Genetic mutations in the GRINZD gene cause severe epilepsy with intellectual disability and motor problems. Although the genetic causes of the disease are known, there are no effective treatment options. Moreover, we are yet to understand why these genetic changes lead to the severe neurological phenotypes. Here, we propose to study a novel mouse model, that recapitulate the human disease, based on the recurrent GRIN2D Val667lle mutation. Importantly, our preliminary data already demonstrate that these mice faithfully mimic the core phenotypes of GRIN2D patients, with frequent and prolonged epileptic seizures and altered motor function. Here we propose to further characterize the development and motor abilities of these mice.
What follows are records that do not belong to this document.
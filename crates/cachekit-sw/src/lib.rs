//! # CacheKit Service Worker
//!
//! Offline request interception for an installable web app.
//!
//! ## Features
//!
//! - **Lifecycle**: install precaches the app shell, activate prunes stale
//!   cache generations and claims open pages
//! - **Fetch Interception**: network-first for API traffic, cache-first for
//!   static assets, offline page and synthesized errors as last resort
//! - **Cache API**: named generations over a pluggable backend
//! - **Clients / Notifications / Sync**: push display, click focus, and a
//!   resync hook
//!
//! ## Architecture
//!
//! ```text
//! ServiceWorker::handle(WorkerEvent)
//!     │
//!     ├── Install / Activate ──► LifecycleController
//!     │                              └── CacheStorage (asset generation)
//!     │
//!     ├── Fetch ──► StrategyEngine
//!     │                 ├── CacheClassifier  (api-like / asset-like)
//!     │                 ├── network-first    (dynamic generation)
//!     │                 ├── cache-first      (asset generation)
//!     │                 └── FallbackProvider (offline page, 408 / 404)
//!     │
//!     └── Push / NotificationClick / Sync ──► Notifications, Clients, SyncHook
//! ```

mod classify;
mod clients;
mod config;
mod fallback;
mod lifecycle;
mod notify;
mod store;
mod strategy;

pub use classify::{CacheClassifier, RequestClass};
pub use clients::{Client, ClientMatchOptions, ClientType, Clients};
pub use config::{NotificationConfig, WorkerConfig};
pub use fallback::{FallbackKind, FallbackProvider};
pub use lifecycle::{ActivateReport, InstallReport, LifecycleController, ServiceWorkerState};
pub use notify::{NoopSync, Notification, Notifications, PushPayload, SyncHook};
pub use store::{
    Cache, CacheBackend, CacheEntry, CacheHandle, CacheStorage, FetchResponse, MemoryBackend,
    RequestKey, ResponseSource,
};
pub use strategy::StrategyEngine;

use std::sync::Arc;

use cachekit_common::CacheKitError;
use cachekit_net::{Fetcher, NetError, Request};
use thiserror::Error;
use tokio::sync::RwLock;
use tracing::{debug, info, warn};

// ==================== Errors ====================

/// Errors that can occur in service worker operations.
#[derive(Error, Debug)]
pub enum ServiceWorkerError {
    #[error("Configuration error: {0}")]
    Config(String),

    #[error("Network error: {0}")]
    NetworkError(String),

    #[error("Cache error: {0}")]
    CacheError(String),

    #[error("State error: {0}")]
    StateError(String),

    #[error("Not found: {0}")]
    NotFound(String),

    #[error("JSON error: {0}")]
    Json(#[from] serde_json::Error),

    #[error("IO error: {0}")]
    Io(#[from] std::io::Error),
}

impl From<NetError> for ServiceWorkerError {
    fn from(e: NetError) -> Self {
        ServiceWorkerError::NetworkError(e.to_string())
    }
}

impl From<CacheKitError> for ServiceWorkerError {
    fn from(e: CacheKitError) -> Self {
        match e {
            CacheKitError::Timeout(_) => ServiceWorkerError::NetworkError(e.to_string()),
        }
    }
}

// ==================== Events ====================

/// A fetch from a controlled page.
#[derive(Debug, Clone)]
pub struct FetchEvent {
    pub request: Request,
}

impl FetchEvent {
    pub fn new(request: Request) -> Self {
        Self { request }
    }
}

/// A push message, with its raw payload if any.
#[derive(Debug, Clone, Default)]
pub struct PushEvent {
    pub data: Option<Vec<u8>>,
}

impl PushEvent {
    pub fn new(data: impl Into<Vec<u8>>) -> Self {
        Self {
            data: Some(data.into()),
        }
    }

    pub fn empty() -> Self {
        Self::default()
    }
}

/// A click on a shown notification.
#[derive(Debug, Clone)]
pub struct NotificationClickEvent {
    pub notification_id: String,
}

/// A background sync firing for a tag.
#[derive(Debug, Clone)]
pub struct SyncEvent {
    pub tag: String,
}

/// Everything the host can dispatch to the worker.
#[derive(Debug, Clone)]
pub enum WorkerEvent {
    Install,
    Activate,
    Fetch(FetchEvent),
    Push(PushEvent),
    NotificationClick(NotificationClickEvent),
    Sync(SyncEvent),
}

/// What the worker did with an event.
#[derive(Debug, Clone, PartialEq)]
pub enum EventResponse {
    Installed(InstallReport),
    Activated(ActivateReport),
    /// Answer for an intercepted fetch.
    Respond(FetchResponse),
    /// Not intercepted; the host performs the request itself.
    Passthrough,
    ShowNotification(Notification),
    FocusedClient(Client),
    OpenedClient(Client),
    SyncCompleted(String),
    Ignored,
}

// ==================== Worker ====================

/// The worker: one entry point for every event kind.
pub struct ServiceWorker {
    config: Arc<WorkerConfig>,
    storage: CacheStorage,
    lifecycle: LifecycleController,
    strategies: StrategyEngine,
    clients: Arc<RwLock<Clients>>,
    notifications: RwLock<Notifications>,
    sync_hook: Arc<dyn SyncHook>,
}

impl ServiceWorker {
    /// Build a worker. The configuration is validated first.
    pub fn new(
        config: WorkerConfig,
        storage: CacheStorage,
        fetcher: Arc<dyn Fetcher>,
    ) -> Result<Self, ServiceWorkerError> {
        config.validate()?;
        let config = Arc::new(config);
        let clients = Arc::new(RwLock::new(Clients::new()));

        let lifecycle = LifecycleController::new(
            Arc::clone(&config),
            storage.clone(),
            Arc::clone(&fetcher),
            Arc::clone(&clients),
        );
        let strategies = StrategyEngine::new(Arc::clone(&config), storage.clone(), fetcher)?;

        Ok(Self {
            config,
            storage,
            lifecycle,
            strategies,
            clients,
            notifications: RwLock::new(Notifications::new()),
            sync_hook: Arc::new(NoopSync),
        })
    }

    pub fn with_sync_hook(mut self, hook: Arc<dyn SyncHook>) -> Self {
        self.sync_hook = hook;
        self
    }

    pub fn config(&self) -> &WorkerConfig {
        &self.config
    }

    pub fn storage(&self) -> &CacheStorage {
        &self.storage
    }

    pub fn strategies(&self) -> &StrategyEngine {
        &self.strategies
    }

    pub fn clients(&self) -> &Arc<RwLock<Clients>> {
        &self.clients
    }

    pub async fn state(&self) -> ServiceWorkerState {
        self.lifecycle.state().await
    }

    pub async fn notification(&self, id: &str) -> Option<Notification> {
        self.notifications.read().await.get(id).cloned()
    }

    /// Wait for background cache writes to finish.
    pub async fn settle(&self) {
        self.strategies.settle().await;
    }

    /// Dispatch one event.
    pub async fn handle(&self, event: WorkerEvent) -> Result<EventResponse, ServiceWorkerError> {
        match event {
            WorkerEvent::Install => Ok(EventResponse::Installed(self.lifecycle.install().await?)),
            WorkerEvent::Activate => Ok(EventResponse::Activated(self.lifecycle.activate().await?)),
            WorkerEvent::Fetch(fetch) => Ok(self.on_fetch(fetch).await),
            WorkerEvent::Push(push) => self.on_push(push).await,
            WorkerEvent::NotificationClick(click) => self.on_notification_click(click).await,
            WorkerEvent::Sync(sync) => self.on_sync(sync).await,
        }
    }

    async fn on_fetch(&self, event: FetchEvent) -> EventResponse {
        let request = &event.request;

        if !self.lifecycle.state().await.can_intercept_fetch() {
            debug!(url = %request.url, "Worker not active, passing through");
            return EventResponse::Passthrough;
        }
        if request.method != http::Method::GET
            || !matches!(request.url.scheme(), "http" | "https")
        {
            debug!(method = %request.method, url = %request.url, "Not intercepted");
            return EventResponse::Passthrough;
        }

        EventResponse::Respond(self.strategies.respond(request).await)
    }

    async fn on_push(&self, event: PushEvent) -> Result<EventResponse, ServiceWorkerError> {
        let payload = PushPayload::parse(event.data.as_deref());
        let url = self.config.resolve(&self.config.offline_url)?;

        let mut notifications = self.notifications.write().await;
        let id = notifications.next_id();
        let notification =
            Notification::from_push(id, payload, &self.config.notification, url.as_str());
        notifications.show(notification.clone());
        Ok(EventResponse::ShowNotification(notification))
    }

    async fn on_notification_click(
        &self,
        event: NotificationClickEvent,
    ) -> Result<EventResponse, ServiceWorkerError> {
        let closed = self
            .notifications
            .write()
            .await
            .close(&event.notification_id);
        let target = match closed {
            Some(notification) => self.config.resolve(&notification.url)?,
            None => {
                warn!(id = %event.notification_id, "Clicked notification is not shown");
                self.config.resolve(&self.config.offline_url)?
            }
        };

        let mut clients = self.clients.write().await;
        let existing = clients.find_window(&target).map(|c| c.id.clone());
        match existing {
            Some(id) => {
                let client = clients.focus(&id)?;
                info!(client = %client.id, url = %target, "Focused existing window");
                Ok(EventResponse::FocusedClient(client))
            }
            None => {
                let client = clients.open_window(target);
                info!(client = %client.id, url = %client.url, "Opened window");
                Ok(EventResponse::OpenedClient(client))
            }
        }
    }

    async fn on_sync(&self, event: SyncEvent) -> Result<EventResponse, ServiceWorkerError> {
        if event.tag != self.config.sync_tag {
            debug!(tag = %event.tag, "Ignoring sync tag");
            return Ok(EventResponse::Ignored);
        }

        info!(tag = %event.tag, "Background sync");
        self.sync_hook.resync(&event.tag).await?;
        Ok(EventResponse::SyncCompleted(event.tag))
    }
}

impl std::fmt::Debug for ServiceWorker {
    fn fmt(&self, f: &mut std::fmt::Formatter<'_>) -> std::fmt::Result {
        f.debug_struct("ServiceWorker")
            .field("scope", &self.config.scope)
            .finish_non_exhaustive()
    }
}
//! Probe harness for the CacheKit offline worker.
//!
//! Installs and activates a worker against a live origin, fetches URLs
//! through it, and reports where each response came from.
//!
//! ## Usage
//!
//! ```bash
//! # Fetch two URLs, then replay them with the network switched off
//! cachekit-probe run --offline-replay /api/feed /index.html
//!
//! # Use a custom origin and cache names
//! cachekit-probe --config worker.json run --navigate /
//!
//! # Print the effective configuration
//! cachekit-probe --config worker.json config
//! ```

use clap::{Parser, Subcommand};
use std::path::PathBuf;

use cachekit_common::{init_logging, LogConfig, LogFormat};
use cachekit_net::{LoaderConfig, ResourceLoader};

mod probe;

#[derive(Parser)]
#[command(name = "cachekit-probe")]
#[command(about = "Drive the CacheKit worker against a live origin")]
struct Cli {
    /// Worker configuration (JSON). Defaults apply when omitted.
    #[arg(short, long, global = true)]
    config: Option<PathBuf>,

    /// Log output format: pretty, compact or json
    #[arg(long, default_value = "pretty", global = true)]
    log_format: LogFormat,

    /// Verbose logging
    #[arg(short, long, global = true)]
    verbose: bool,

    #[command(subcommand)]
    command: Commands,
}

#[derive(Subcommand)]
enum Commands {
    /// Install, activate, and fetch each URL through the worker
    Run {
        /// URLs, absolute or relative to the configured scope
        #[arg(required = true)]
        urls: Vec<String>,
        /// Repeat every request with the network switched off
        #[arg(long)]
        offline_replay: bool,
        /// Send requests as page navigations
        #[arg(long)]
        navigate: bool,
    },

    /// Print the effective configuration as JSON
    Config,
}

#[tokio::main]
async fn main() -> Result<(), Box<dyn std::error::Error>> {
    let cli = Cli::parse();

    let log_config = if cli.verbose {
        LogConfig::debug()
    } else {
        LogConfig::default()
    };
    init_logging(log_config.with_format(cli.log_format));

    let config = probe::load_config(cli.config.as_deref())?;

    match cli.command {
        Commands::Run {
            urls,
            offline_replay,
            navigate,
        } => {
            let loader = ResourceLoader::new(LoaderConfig::default())?;
            let options = probe::ProbeOptions {
                urls,
                navigate,
                offline_replay,
            };

            for line in probe::run(config, loader, &options).await? {
                println!("{}", serde_json::to_string(&line)?);
            }
        }

        Commands::Config => {
            println!("{}", serde_json::to_string_pretty(&config)?);
        }
    }

    Ok(())
}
Moreover, by performing recordings of brain activity, from the cellular to the whole animal levels, we will unveil the functional changes that lead to altered brain activity. Furthermore, this model will serve to explore the therapeutic potential of different groups of drugs, including established anti-epileptic agents, and additional drugs as indicated by our functional data. Last, we will compare the therapeutic effects following acute and chronic treatment regimens. Together, this study will unveil the hidden connections between GRINZD genetic mutation and the resultant neurodevelopmental disease and will provide a firm steppingstone for the development of novel and effective treatment for this intractable disease.